DESCRIPTION OF THE TASK: What is needed is an exact copy of every entry below.

Stored data:
=-=-=
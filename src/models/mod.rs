//! System and measurement model interfaces consumed by every filter.
//!
//! Models are deterministic: they predict states and observations and expose
//! analytic Jacobians plus a noise covariance. All randomness (simulated
//! control and sensor noise) lives outside, in the orchestration layer.

use crate::manifold::LieGroup;
use nalgebra::{DMatrix, DVector};

pub mod bundle_adapter;
pub mod diff_drive;
pub mod landmark;

pub use bundle_adapter::BundleAdapter;
pub use diff_drive::{DiffDriveModel, DiffDriveState, DiffDriveTangent, WheelKinematics};
pub use landmark::{GpsModel, LandmarkModel};

/// Motion model: maps (state, control) to the next state.
///
/// The same `step` serves ground-truth simulation (no Jacobians requested)
/// and filter propagation (state and noise Jacobians requested).
pub trait SystemModel {
    /// The state manifold the model advances.
    type State: LieGroup;

    /// Dimension of the control vector.
    fn control_dim(&self) -> usize;

    /// Advance the state by one control increment.
    ///
    /// # Arguments
    /// * `jacobian_state` - optional DOF×DOF Jacobian of the next state with
    ///   respect to a right perturbation of the current state
    /// * `jacobian_noise` - optional DOF×control_dim Jacobian with respect to
    ///   additive control noise
    fn step(
        &self,
        state: &Self::State,
        control: &DVector<f64>,
        jacobian_state: Option<&mut DMatrix<f64>>,
        jacobian_noise: Option<&mut DMatrix<f64>>,
    ) -> Self::State;

    /// Continuous-time control-noise covariance (control_dim square).
    ///
    /// Filters discretize it as `Q·dt` for a step of duration `dt`.
    fn noise_covariance(&self) -> &DMatrix<f64>;
}

/// Measurement model: maps a state to a predicted observation.
pub trait MeasurementModel {
    /// The state manifold the model observes.
    type State: LieGroup;

    /// Dimension of the observation vector.
    fn dim(&self) -> usize;

    /// Predicted observation, with optional dim×DOF Jacobian with respect to
    /// a right perturbation of the state.
    fn observe(
        &self,
        state: &Self::State,
        jacobian_state: Option<&mut DMatrix<f64>>,
    ) -> DVector<f64>;

    /// Measurement-noise covariance (dim square).
    fn noise_covariance(&self) -> &DMatrix<f64>;
}
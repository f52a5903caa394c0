//! Centralized logging configuration for manifold-kalman binaries
//!
//! This module provides a consistent logging setup with custom formatting
//! and default INFO level across all executables.

use tracing::Level;

/// Initialize the tracing subscriber with the library's standard configuration
///
/// Default log level: INFO (overrideable via RUST_LOG environment variable)
///
/// # Example
/// ```no_run
/// use manifold_kalman::init_logger;
///
/// fn main() {
///     init_logger();
///     tracing::info!("Application started");
/// }
/// ```
///
/// # Environment Variables
/// Override the default log level using `RUST_LOG`:
/// ```bash
/// RUST_LOG=debug cargo run --bin diff_drive_self_calib
/// RUST_LOG=manifold_kalman=trace cargo run
/// ```
pub fn init_logger() {
    init_logger_with_level(Level::INFO)
}

/// Initialize the tracing subscriber with a custom default level
///
/// # Arguments
/// * `default_level` - The default log level (overrideable via RUST_LOG)
pub fn init_logger_with_level(default_level: Level) {
    use tracing_subscriber::fmt::time::SystemTime;

    tracing_subscriber::fmt()
        .with_env_filter(
            tracing_subscriber::EnvFilter::builder()
                .with_default_directive(default_level.into())
                .from_env_lossy(),
        )
        .with_timer(SystemTime)
        .with_target(true)
        .with_level(true)
        .with_file(false)
        .with_line_number(false)
        .with_thread_ids(false)
        .with_thread_names(false)
        .init();
}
=-=-=
TASK RESPONSE:
filename src/models/mod.rs
//! System and measurement model interfaces consumed by every filter.
//!
//! Models are deterministic: they predict states and observations and expose
//! analytic Jacobians plus a noise covariance. All randomness (simulated
//! control and sensor noise) lives outside, in the orchestration layer.

use crate::manifold::LieGroup;
use nalgebra::{DMatrix, DVector};

pub mod bundle_adapter;
pub mod diff_drive;
pub mod landmark;

pub use bundle_adapter::BundleAdapter;
pub use diff_drive::{DiffDriveModel, DiffDriveState, DiffDriveTangent, WheelKinematics};
pub use landmark::{GpsModel, LandmarkModel};

/// Motion model: maps (state, control) to the next state.
///
/// The same `step` serves ground-truth simulation (no Jacobians requested)
/// and filter propagation (state and noise Jacobians requested).
pub trait SystemModel {
    /// The state manifold the model advances.
    type State: LieGroup;

    /// Dimension of the control vector.
    fn control_dim(&self) -> usize;

    /// Advance the state by one control increment.
    ///
    /// # Arguments
    /// * `jacobian_state` - optional DOF×DOF Jacobian of the next state with
    ///   respect to a right perturbation of the current state
    /// * `jacobian_noise` - optional DOF×control_dim Jacobian with respect to
    ///   additive control noise
    fn step(
        &self,
        state: &Self::State,
        control: &DVector<f64>,
        jacobian_state: Option<&mut DMatrix<f64>>,
        jacobian_noise: Option<&mut DMatrix<f64>>,
    ) -> Self::State;

    /// Continuous-time control-noise covariance (control_dim square).
    ///
    /// Filters discretize it as `Q·dt` for a step of duration `dt`.
    fn noise_covariance(&self) -> &DMatrix<f64>;
}

/// Measurement model: maps a state to a predicted observation.
pub trait MeasurementModel {
    /// The state manifold the model observes.
    type State: LieGroup;

    /// Dimension of the observation vector.
    fn dim(&self) -> usize;

    /// Predicted observation, with optional dim×DOF Jacobian with respect to
    /// a right perturbation of the state.
    fn observe(
        &self,
        state: &Self::State,
        jacobian_state: Option<&mut DMatrix<f64>>,
    ) -> DVector<f64>;

    /// Measurement-noise covariance (dim square).
    fn noise_covariance(&self) -> &DMatrix<f64>;
}
repository f52a5903caa394c0
//! Centralized logging configuration for manifold-kalman binaries
//!
//! This module provides a consistent logging setup with custom formatting
//! and default INFO level across all executables.

use tracing::Level;

/// Initialize the tracing subscriber with the library's standard configuration
///
/// Default log level: INFO (overrideable via RUST_LOG environment variable)
///
/// # Example
/// ```no_run
/// use manifold_kalman::init_logger;
///
/// fn main() {
///     init_logger();
///     tracing::info!("Application started");
/// }
/// ```
///
/// # Environment Variables
/// Override the default log level using `RUST_LOG`:
/// ```bash
/// RUST_LOG=debug cargo run --bin diff_drive_self_calib
/// RUST_LOG=manifold_kalman=trace cargo run
/// ```
pub fn init_logger() {
    init_logger_with_level(Level::INFO)
}

/// Initialize the tracing subscriber with a custom default level
///
/// # Arguments
/// * `default_level` - The default log level (overrideable via RUST_LOG)
pub fn init_logger_with_level(default_level: Level) {
    use tracing_subscriber::fmt::time::SystemTime;

    tracing_subscriber::fmt()
        .with_env_filter(
            tracing_subscriber::EnvFilter::builder()
                .with_default_directive(default_level.into())
                .from_env_lossy(),
        )
        .with_timer(SystemTime)
        .with_target(true)
        .with_level(true)
        .with_file(false)
        .with_line_number(false)
        .with_thread_ids(false)
        .with_thread_names(false)
        .init();
}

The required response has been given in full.